Closed
Bug 233669
Opened 21 years ago
Closed 21 years ago
Korean compatibility Jamo, Kanbun, Bopomofo should be treated as 'syllabic' in line breaking
Categories
(Core :: Internationalization, defect)
Core
Internationalization
Tracking
()
RESOLVED
FIXED
People
(Reporter: jshin1987, Assigned: jshin1987)
Details
(Keywords: intl)
Attachments
(1 file, 2 obsolete files)
2.02 KB,
patch
|
momoi
:
review+
bzbarsky
:
superreview+
|
Details | Diff | Splinter Review |
Korean compatibility Jamos are not syllables, but as far as line breaking is
concerned, they have to be treated as if they're.

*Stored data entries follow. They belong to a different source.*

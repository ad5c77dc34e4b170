use serde::Deserialize;

use crate::error::{RegistryError, Result};

/// Longest segment name accepted. macOS limits POSIX shared memory names to
/// 31 bytes including the leading slash.
pub const MAX_SEGMENT_NAME_LEN: usize = 30;

/// Where the sender directory lives and how it behaves.
#[derive(Debug, Clone, PartialEq, Eq, Deserialize)]
#[serde(default)]
pub struct RegistryConfig {
    /// Name of the shared-memory segment. Also names the lock.
    pub segment_name: String,
    /// Slot count used when this process creates the segment. An existing
    /// segment keeps the count it was created with.
    pub max_senders: usize,
    /// How long directory mutations wait for the cross-process lock.
    pub lock_timeout_ms: u64,
}

impl Default for RegistryConfig {
    fn default() -> Self {
        Self {
            segment_name: "texshare-senders".to_string(),
            max_senders: 10,
            lock_timeout_ms: 250,
        }
    }
}

impl RegistryConfig {
    pub fn with_segment_name(mut self, name: impl Into<String>) -> Self {
        self.segment_name = name.into();
        self
    }

    pub fn with_max_senders(mut self, max_senders: usize) -> Self {
        self.max_senders = max_senders;
        self
    }

    pub(crate) fn validate(&self) -> Result<()> {
        let name = &self.segment_name;
        let valid = !name.is_empty()
            && name.len() <= MAX_SEGMENT_NAME_LEN
            && name
                .bytes()
                .all(|b| b.is_ascii_alphanumeric() || b == b'-' || b == b'_');
        if !valid {
            return Err(RegistryError::InvalidSegmentName(name.clone()));
        }
        if self.max_senders == 0 || self.max_senders > u32::MAX as usize {
            return Err(RegistryError::Incompatible(format!(
                "cannot size a registry for {} senders",
                self.max_senders
            )));
        }
        Ok(())
    }
}

#[cfg(test)]
mod tests {
    use super::*;

    #[test]
    fn partial_json_keeps_defaults() {
        let config: RegistryConfig = serde_json::from_str(r#"{ "max_senders": 4 }"#).unwrap();
        assert_eq!(config.max_senders, 4);
        assert_eq!(config.segment_name, "texshare-senders");
        assert_eq!(config.lock_timeout_ms, 250);
    }

    #[test]
    fn segment_names_are_restricted() {
        assert!(RegistryConfig::default().validate().is_ok());
        for bad in ["", "has space", "slash/name", "a-name-that-is-far-too-long-for-macos"] {
            let config = RegistryConfig::default().with_segment_name(bad);
            assert!(matches!(
                config.validate(),
                Err(RegistryError::InvalidSegmentName(_))
            ));
        }
    }

    #[test]
    fn zero_senders_is_rejected() {
        let config = RegistryConfig::default().with_max_senders(0);
        assert!(config.validate().is_err());
    }
}
use thiserror::Error;

#[derive(Error, Debug)]
pub enum RegistryError {
    /// Another live process owns a sender with this name.
    #[error("sender name {0:?} is already in use")]
    NameInUse(String),

    #[error("no sender named {0:?}")]
    NotFound(String),

    /// The segment was written by an incompatible protocol version, or is
    /// structurally damaged.
    #[error("incompatible registry segment: {0}")]
    Incompatible(String),

    #[error("invalid sender name: {0}")]
    InvalidName(String),

    #[error("invalid segment name {0:?}")]
    InvalidSegmentName(String),

    /// Every slot holds a live sender.
    #[error("registry is full ({0} senders)")]
    Full(usize),

    /// Only the owning process may update an entry.
    #[error("sender {name:?} is owned by process {owner}")]
    NotOwner { name: String, owner: u32 },

    /// A slot stayed mid-write for longer than a reader or writer is willing
    /// to wait.
    #[error("registry slot {0} is busy")]
    SlotBusy(usize),

    #[error("active sender pointer is busy")]
    ActiveBusy,

    #[error("timed out waiting for the registry lock")]
    LockTimeout,

    #[error(transparent)]
    Io(#[from] std::io::Error),
}

pub type Result<T> = std::result::Result<T, RegistryError>;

Kanbun and Bopomofo are syllabic so that they can start and end lines just like
CJK ideographs and Korean Hangul syllables are.
Patch coming up.
Assignee | ||
Comment 1•21 years ago
|
||
a very simple patch
Assignee | ||
Comment 2•21 years ago
|
||
I forgot to include Yi radicals and Yi syllables that are also to be treated
like CJK ideographs (lines can begin and endi with any of them).
Assignee | ||
Updated•21 years ago
|
Attachment #141044 -
Attachment is obsolete: true
Assignee | ||
Comment 3•21 years ago
|
||
Comment on attachment 141045 [details] [diff] [review]
update : include Yi syllables and radicals
This is just a trivial case. Simon is on the road so that I'm asking Kat for
review. He'd be as good as Simon on this issue.
Kat, what I'm doing is to make characters between U+3100 and U+31FF (Kanbun,
Hangul Compatibility Jamos and Bopomofo) and Yi radicals and syllables be
treated just like CJK ideographs and Hangul syllables are.
Attachment #141045 -
Flags: superreview?(bzbarsky)
Attachment #141045 -
Flags: review?(momoi)
Assignee | ||
Comment 4•21 years ago
|
||
The range [0x3100, 0x31FF] is a bit more complex than I thought. There are 16
Katakana letters (for Ainu) in [0x31F0, 0x31FF] that are assigned 'NS' in UTR
#14 [1]. Characters belonging to 'NS' cannot start a line although they can be
treated like ideographs in simpler implementations.
[1] http://www.unicode.org/reports/tr14
Assignee | ||
Comment 5•21 years ago
|
||
sorry for spamming. Now I'm pretty sure I got them all right.
Attachment #141045 -
Attachment is obsolete: true
Assignee | ||
Updated•21 years ago
|
Attachment #141045 -
Flags: superreview?(bzbarsky)
Attachment #141045 -
Flags: review?(momoi)
Comment 6•21 years ago
|
||
I have one comment and a few questions:
1. + else if ( ( ( 0x3200 <= u) && ( u <= 0xA4BF) ) || // CJK and Yi
Yi Radicals go up to 0xA4CF. This should be corrected.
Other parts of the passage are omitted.